From 1910 to 1919 McDunnough produced, with Barnes credited as co-author, an impressive volume of research on the taxonomy of North American Lepidoptera, including the first four volumes of the privately published Contributions to the Natural History of the Lepidoptera of North America, the 1917 Check list of the Lepidoptera of Boreal America, Illustrations of the North American Species of the Genus Catocala, and numerous journal articles, 67 papers in all. He also published nine articles solely under his own name during this period.[3]
In 1918, McDunnough spent a summer helping with the Canada National Collection of Insects (now the Canadian National Collection of Insects, Arachnids and Nematodes) by arranging the microlepidoptera part of the collection. This led to his leaving the job with Barnes in 1919 and heading the newly created Division of Systematic Entomology within the Entomological Branch of the Canadian Department of Agriculture. He remained there until 1946.[3]
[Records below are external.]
// ABOUTME: Ingestion pipeline: fetch a configured source's items and resolve their full content.
// ABOUTME: Batch ingestion runs many sources and reports each one's outcome separately.

use futures::stream::{self, StreamExt};
use serde::{Serialize, Serializer};
use spouts_feed::FeedItem;
use tracing::{info, warn};

use crate::config::SourcesFile;
use crate::error::SourceError;
use crate::registry::{ConfiguredSource, SourceRegistry};
use crate::resource::Fetcher;

/// Default number of permalink fetches in flight per source.
pub const DEFAULT_CONCURRENCY: usize = 4;

/// Fetches the feed of `source` and fills in `full_content` for every item.
///
/// At most `concurrency` permalinks are fetched at once; items come back in
/// feed order.
pub async fn ingest(
    source: &ConfiguredSource,
    fetcher: &dyn Fetcher,
    concurrency: usize,
) -> Result<Vec<FeedItem>, SourceError> {
    let items = source.fetch_items(fetcher).await?;
    let total = items.len();

    let resolved: Vec<FeedItem> = stream::iter(items)
        .map(|mut item| async move {
            let content = source.full_content(fetcher, &item).await;
            item.full_content = Some(content);
            item
        })
        .buffered(concurrency.max(1))
        .collect()
        .await;

    info!(
        source = source.type_id(),
        feed_url = source.feed_url(),
        items = total,
        "ingested source"
    );
    Ok(resolved)
}

/// Outcome of ingesting one entry of a sources file.
#[derive(Debug, Serialize)]
pub struct SourceReport {
    pub name: String,
    #[serde(rename = "type")]
    pub type_id: String,
    #[serde(skip_serializing_if = "Option::is_none")]
    pub feed_url: Option<String>,
    pub items: Vec<FeedItem>,
    #[serde(
        skip_serializing_if = "Option::is_none",
        serialize_with = "error_message"
    )]
    pub error: Option<SourceError>,
}

impl SourceReport {
    pub fn is_ok(&self) -> bool {
        self.error.is_none()
    }
}

fn error_message<S>(error: &Option<SourceError>, serializer: S) -> Result<S::Ok, S::Error>
where
    S: Serializer,
{
    match error {
        Some(err) => serializer.serialize_str(&err.to_string()),
        None => serializer.serialize_none(),
    }
}

/// Ingests every source listed in `file`, in file order.
///
/// A source that cannot be configured or fetched gets a report carrying its
/// error; the remaining sources still run.
pub async fn ingest_batch(
    registry: &SourceRegistry,
    file: &SourcesFile,
    fetcher: &dyn Fetcher,
) -> Vec<SourceReport> {
    let concurrency = file.concurrency;
    let mut reports = Vec::with_capacity(file.sources.len());

    for entry in &file.sources {
        let name = entry.display_name().to_string();
        let mut report = SourceReport {
            name,
            type_id: entry.type_id.clone(),
            feed_url: None,
            items: Vec::new(),
            error: None,
        };

        match registry.create(&entry.type_id, &entry.params) {
            Ok(source) => {
                report.feed_url = Some(source.feed_url().to_string());
                match ingest(&source, fetcher, concurrency).await {
                    Ok(items) => report.items = items,
                    Err(err) => {
                        warn!(source = %report.name, error = %err, "source failed");
                        report.error = Some(err);
                    }
                }
            }
            Err(err) => {
                warn!(source = %report.name, error = %err, "source misconfigured");
                report.error = Some(err.into());
            }
        }

        reports.push(report);
    }

    reports
}

#[cfg(test)]
mod tests {
    use super::*;
    use crate::config::SourceEntry;
    use crate::params::Params;
    use crate::registry::builtin_registry;
    use crate::resource::StaticFetcher;
    use pretty_assertions::assert_eq;

    const FEED: &str = r#"<?xml version="1.0"?>
<feed xmlns="http://www.w3.org/2005/Atom">
  <title>heise online</title>
  <id>urn:heise</id>
  <updated>2024-03-01T12:00:00Z</updated>
  <entry>
    <id>urn:1</id><title>Eins</title><updated>2024-03-01T12:00:00Z</updated>
    <link rel="alternate" href="https://www.heise.de/news/eins.html"/>
    <summary>Teaser eins</summary>
  </entry>
  <entry>
    <id>urn:2</id><title>Zwei</title><updated>2024-03-01T11:00:00Z</updated>
    <link rel="alternate" href="https://www.heise.de/news/zwei.html"/>
    <summary>Teaser zwei</summary>
  </entry>
  <entry>
    <id>urn:3</id><title>Drei</title><updated>2024-03-01T10:00:00Z</updated>
    <link rel="alternate" href="https://www.heise.de/news/drei.html"/>
    <summary>Teaser drei</summary>
  </entry>
</feed>"#;

    fn heise_fetcher() -> StaticFetcher {
        StaticFetcher::new()
            .with_page("https://www.heise.de/newsticker/heise-atom.xml", FEED)
            .with_page(
                "https://www.heise.de/news/eins.html",
                r#"<div class="meldung_wrapper"><p>Voller Text</p><!-- AUTHOR-DATA-MARKER-BEGIN -->"#,
            )
            .with_page(
                "https://www.heise.de/news/drei.html",
                "<html><body>Paywall</body></html>",
            )
    }

    fn entry(type_id: &str, pairs: &[(&str, &str)]) -> SourceEntry {
        SourceEntry {
            name: None,
            type_id: type_id.to_string(),
            params: pairs
                .iter()
                .map(|(k, v)| (k.to_string(), v.to_string()))
                .collect::<Params>(),
        }
    }

    #[tokio::test]
    async fn ingest_keeps_order_and_falls_back() {
        let source = builtin_registry().create("heise", &Params::new()).unwrap();
        let items = ingest(&source, &heise_fetcher(), 2).await.unwrap();

        let bodies: Vec<_> = items
            .iter()
            .map(|i| i.full_content.as_deref().unwrap_or_default())
            .collect();
        // zwei.html is not served, drei.html has no matching layout
        assert_eq!(bodies, vec!["<p>Voller Text</p>", "Teaser zwei", "Teaser drei"]);
    }

    #[tokio::test]
    async fn batch_isolates_failures() {
        let file = SourcesFile {
            concurrency: 3,
            sources: vec![
                entry("heise", &[("section", "gone")]),
                entry("nope", &[]),
                entry("feed", &[("url", "https://unreachable.example/rss")]),
                entry("heise", &[]),
            ],
        };

        let reports = ingest_batch(&builtin_registry(), &file, &heise_fetcher()).await;
        assert_eq!(reports.len(), 4);
        assert!(matches!(reports[0].error, Some(SourceError::Config(_))));
        assert!(matches!(reports[1].error, Some(SourceError::Config(_))));
        assert!(matches!(reports[2].error, Some(SourceError::Fetch(_))));
        assert!(reports[3].is_ok());
        assert_eq!(reports[3].items.len(), 3);
        assert_eq!(reports[1].name, "nope");
    }

    #[test]
    fn report_serializes_error_as_message() {
        let report = SourceReport {
            name: "x".into(),
            type_id: "nope".into(),
            feed_url: None,
            items: vec![],
            error: Some(crate::error::ConfigError::UnknownSourceType("nope".into()).into()),
        };
        let json = serde_json::to_value(&report).unwrap();
        assert_eq!(json["error"], "unknown source type `nope`");
        assert_eq!(json["type"], "nope");
        assert!(json.get("feed_url").is_none());
    }
}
During those 28 years, he oversaw the development of the Canadian National Collection into a world-class repository of insect and other arthropod specimens along with an extensive library of entomological publications, conducted faunal surveys throughout Canada, and published 199 taxonomic papers.[3]
In 1950, after the death of his wife, he moved to Halifax, Nova Scotia, where he became a research associate for the Nova Scotia Museum of Science, while still publishing papers through the AMNH. The following year, he became the first president of the Lepidopterists' Society.[4] His last paper was published in the year of his death, 1962, at the age of 84.[3]